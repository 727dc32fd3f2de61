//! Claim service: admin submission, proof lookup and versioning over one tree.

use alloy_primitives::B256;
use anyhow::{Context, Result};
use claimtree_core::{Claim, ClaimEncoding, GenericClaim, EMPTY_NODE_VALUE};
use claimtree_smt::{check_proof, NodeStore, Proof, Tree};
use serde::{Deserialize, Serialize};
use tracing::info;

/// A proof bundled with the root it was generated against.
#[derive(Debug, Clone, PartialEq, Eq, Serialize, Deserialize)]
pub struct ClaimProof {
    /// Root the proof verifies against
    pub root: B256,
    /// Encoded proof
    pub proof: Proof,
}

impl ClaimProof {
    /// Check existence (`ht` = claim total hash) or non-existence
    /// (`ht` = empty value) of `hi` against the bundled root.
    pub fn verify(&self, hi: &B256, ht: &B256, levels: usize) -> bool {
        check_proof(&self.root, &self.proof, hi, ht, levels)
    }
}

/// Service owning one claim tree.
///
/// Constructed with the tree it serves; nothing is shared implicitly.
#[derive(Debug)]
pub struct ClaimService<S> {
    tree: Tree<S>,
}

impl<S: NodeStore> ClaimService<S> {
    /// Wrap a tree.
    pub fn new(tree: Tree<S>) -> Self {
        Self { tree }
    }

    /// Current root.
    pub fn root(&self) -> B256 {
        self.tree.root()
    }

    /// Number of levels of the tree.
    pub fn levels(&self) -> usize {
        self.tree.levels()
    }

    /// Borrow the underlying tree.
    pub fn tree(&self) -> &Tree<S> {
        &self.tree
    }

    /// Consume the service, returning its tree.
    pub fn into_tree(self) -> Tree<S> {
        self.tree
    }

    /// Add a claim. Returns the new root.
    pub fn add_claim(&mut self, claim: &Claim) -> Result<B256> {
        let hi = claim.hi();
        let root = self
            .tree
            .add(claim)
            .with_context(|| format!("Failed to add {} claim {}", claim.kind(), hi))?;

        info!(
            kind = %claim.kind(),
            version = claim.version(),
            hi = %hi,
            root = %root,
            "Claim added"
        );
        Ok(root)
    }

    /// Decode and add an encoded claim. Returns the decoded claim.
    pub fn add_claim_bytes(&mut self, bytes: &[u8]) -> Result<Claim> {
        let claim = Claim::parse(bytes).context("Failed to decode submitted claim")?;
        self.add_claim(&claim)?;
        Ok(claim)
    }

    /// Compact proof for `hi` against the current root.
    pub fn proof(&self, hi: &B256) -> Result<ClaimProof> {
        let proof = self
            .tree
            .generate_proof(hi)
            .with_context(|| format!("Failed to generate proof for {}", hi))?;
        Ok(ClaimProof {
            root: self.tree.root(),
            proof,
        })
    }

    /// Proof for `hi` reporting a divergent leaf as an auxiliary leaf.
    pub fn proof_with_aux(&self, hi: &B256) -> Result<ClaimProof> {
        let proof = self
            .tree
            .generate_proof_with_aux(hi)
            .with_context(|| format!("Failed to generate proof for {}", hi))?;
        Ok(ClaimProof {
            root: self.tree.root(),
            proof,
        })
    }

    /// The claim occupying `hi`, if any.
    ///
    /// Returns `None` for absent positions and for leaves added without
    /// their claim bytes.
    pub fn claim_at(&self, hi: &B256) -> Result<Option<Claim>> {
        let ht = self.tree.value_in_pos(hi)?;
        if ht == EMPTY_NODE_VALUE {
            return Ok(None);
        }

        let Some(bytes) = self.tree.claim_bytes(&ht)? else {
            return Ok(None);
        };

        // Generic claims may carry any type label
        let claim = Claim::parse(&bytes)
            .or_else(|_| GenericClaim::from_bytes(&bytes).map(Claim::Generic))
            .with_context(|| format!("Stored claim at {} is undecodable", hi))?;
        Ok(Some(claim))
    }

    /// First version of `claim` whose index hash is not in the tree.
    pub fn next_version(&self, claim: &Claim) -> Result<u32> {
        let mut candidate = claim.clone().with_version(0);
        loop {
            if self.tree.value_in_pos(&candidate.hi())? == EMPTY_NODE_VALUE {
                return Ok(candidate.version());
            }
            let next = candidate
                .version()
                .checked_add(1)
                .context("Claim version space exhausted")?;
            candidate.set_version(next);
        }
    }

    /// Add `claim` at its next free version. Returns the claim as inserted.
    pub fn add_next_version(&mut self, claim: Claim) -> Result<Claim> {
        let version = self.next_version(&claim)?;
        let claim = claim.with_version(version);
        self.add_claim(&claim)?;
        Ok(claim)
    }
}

--------------------

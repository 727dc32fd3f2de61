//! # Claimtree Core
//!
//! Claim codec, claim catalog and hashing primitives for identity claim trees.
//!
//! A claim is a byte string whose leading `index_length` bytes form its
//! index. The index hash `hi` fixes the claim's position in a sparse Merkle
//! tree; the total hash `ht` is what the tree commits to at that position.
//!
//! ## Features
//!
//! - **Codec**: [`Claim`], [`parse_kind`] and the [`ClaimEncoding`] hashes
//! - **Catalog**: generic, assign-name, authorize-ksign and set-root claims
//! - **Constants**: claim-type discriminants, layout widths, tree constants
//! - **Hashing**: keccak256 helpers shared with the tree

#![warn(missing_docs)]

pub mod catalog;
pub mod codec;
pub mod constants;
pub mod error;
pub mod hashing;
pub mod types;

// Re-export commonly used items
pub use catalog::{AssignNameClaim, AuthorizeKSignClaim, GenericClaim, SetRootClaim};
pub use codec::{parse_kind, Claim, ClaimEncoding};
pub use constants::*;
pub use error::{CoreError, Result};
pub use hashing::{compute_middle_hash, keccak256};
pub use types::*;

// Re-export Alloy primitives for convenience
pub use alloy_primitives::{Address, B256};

--------------------

● How to complete this task:
All lines above with the word "NodeStore" need to be reported.

● Answer to the problem:
use claimtree_smt::{check_proof, NodeStore, Proof, Tree};
impl<S: NodeStore> ClaimService<S> {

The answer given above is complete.